TRY IT:
Look through the listing underneath for "DatasetWindow", and copy every line that has it.

DATA SUPPLIED:
#####

//! Scan queue
//!
//! Owns the dataset and the scan state. Jobs are drained one chunk at a time
//! by a single loop; forward work sits at the head of the queue and backward
//! work at the tail, so catching up on live data is never starved by
//! historical backfill.
//!
//! Per chunk: fetch → detect → boundary lookahead → show enrichment → merge
//! → advance window → save → notify. Timers (periodic forward trigger, retry
//! delays) only enqueue work and kick the drain loop.

use super::job::ScanJob;
use super::progress::{ProgressReport, ProgressTracker};
use super::state::ScanState;
use crate::config::ScanSettings;
use crate::detection::{
    apply_first_play_metadata, detect, merge_groups, resolve_boundary, DetectionOutcome,
};
use crate::error::{ScanError, ScanResult, UpstreamError};
use crate::services::{BackupSink, DatasetStore, PlaylistSource, UpstreamHealth};
use chrono::{DateTime, Utc};
use doubleplay_common::events::{DoublePlayEvent, EventBus};
use doubleplay_common::time::span_seconds;
use doubleplay_common::{DatasetWindow, ScanDirection};
use std::collections::VecDeque;
use std::sync::atomic::{AtomicBool, Ordering};
use std::sync::Arc;
use std::time::Duration;
use tokio::sync::Mutex;
use tokio_util::sync::CancellationToken;

/// Consecutive chunk failures tolerated before warning about them
pub const QUIET_RETRY_LIMIT: u32 = 3;

/// Base delay before retrying a backward job against an unhealthy upstream
pub const RETRY_BASE_DELAY: Duration = Duration::from_secs(5);

/// Added to the retry delay per consecutive upstream failure
pub const RETRY_STEP_DELAY: Duration = Duration::from_secs(2);

/// Whether a chunk failure is loud enough to warn about
pub fn retry_warning_due(retry_count: u32) -> bool {
    retry_count > QUIET_RETRY_LIMIT
}

/// Delay before retrying a backward job given the upstream's failure count
pub fn retry_delay(consecutive_failures: u32) -> Duration {
    RETRY_BASE_DELAY + RETRY_STEP_DELAY * consecutive_failures
}

struct QueueInner {
    jobs: VecDeque<ScanJob>,
    dataset: DatasetWindow,
    state: ScanState,
    forward_progress: Option<ProgressTracker>,
    backward_progress: Option<ProgressTracker>,
    history_floor: DateTime<Utc>,
    /// Bumped by every forward trigger; a chunk started under an older value is superseded
    forward_generation: u64,
}

impl QueueInner {
    fn has_backward_job(&self) -> bool {
        self.jobs
            .iter()
            .any(|job| job.direction == ScanDirection::Backward)
    }

    /// Forward at the head; backward at the tail unless one is already queued
    fn push(&mut self, job: ScanJob) -> bool {
        match job.direction {
            ScanDirection::Forward => self.jobs.push_front(job),
            ScanDirection::Backward => {
                if self.has_backward_job() {
                    return false;
                }
                self.jobs.push_back(job);
            }
        }
        self.state.pending_jobs = self.jobs.len();
        true
    }

    fn tracker_mut(&mut self, direction: ScanDirection) -> &mut Option<ProgressTracker> {
        match direction {
            ScanDirection::Forward => &mut self.forward_progress,
            ScanDirection::Backward => &mut self.backward_progress,
        }
    }

    fn add_work(&mut self, direction: ScanDirection, secs: i64) {
        match self.tracker_mut(direction) {
            Some(tracker) if !tracker.is_complete() => tracker.add_work(secs),
            slot => *slot = Some(ProgressTracker::new(direction, secs, Utc::now())),
        }
    }

    /// Take dropped work off an existing tracker
    fn remove_work(&mut self, direction: ScanDirection, secs: i64) {
        if let Some(tracker) = self.tracker_mut(direction).as_mut() {
            tracker.add_work(-secs);
        }
    }

    fn is_superseded(&self, direction: ScanDirection, generation: u64) -> bool {
        direction == ScanDirection::Forward && self.forward_generation != generation
    }

    /// Move queued forward jobs past `until`, dropping those left empty
    fn clip_forward_jobs(&mut self, until: DateTime<Utc>) {
        let mut clipped = 0;
        for job in self.jobs.iter_mut() {
            if job.direction == ScanDirection::Forward && job.start < until {
                let start = until.min(job.end);
                clipped += span_seconds(job.start, start);
                job.start = start;
            }
        }
        self.jobs
            .retain(|job| job.direction != ScanDirection::Forward || job.start < job.end);
        self.state.pending_jobs = self.jobs.len();
        self.remove_work(ScanDirection::Forward, clipped);
    }
}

#####

RESPONSE BOX:
use doubleplay_common::{DatasetWindow, ScanDirection};
    dataset: DatasetWindow,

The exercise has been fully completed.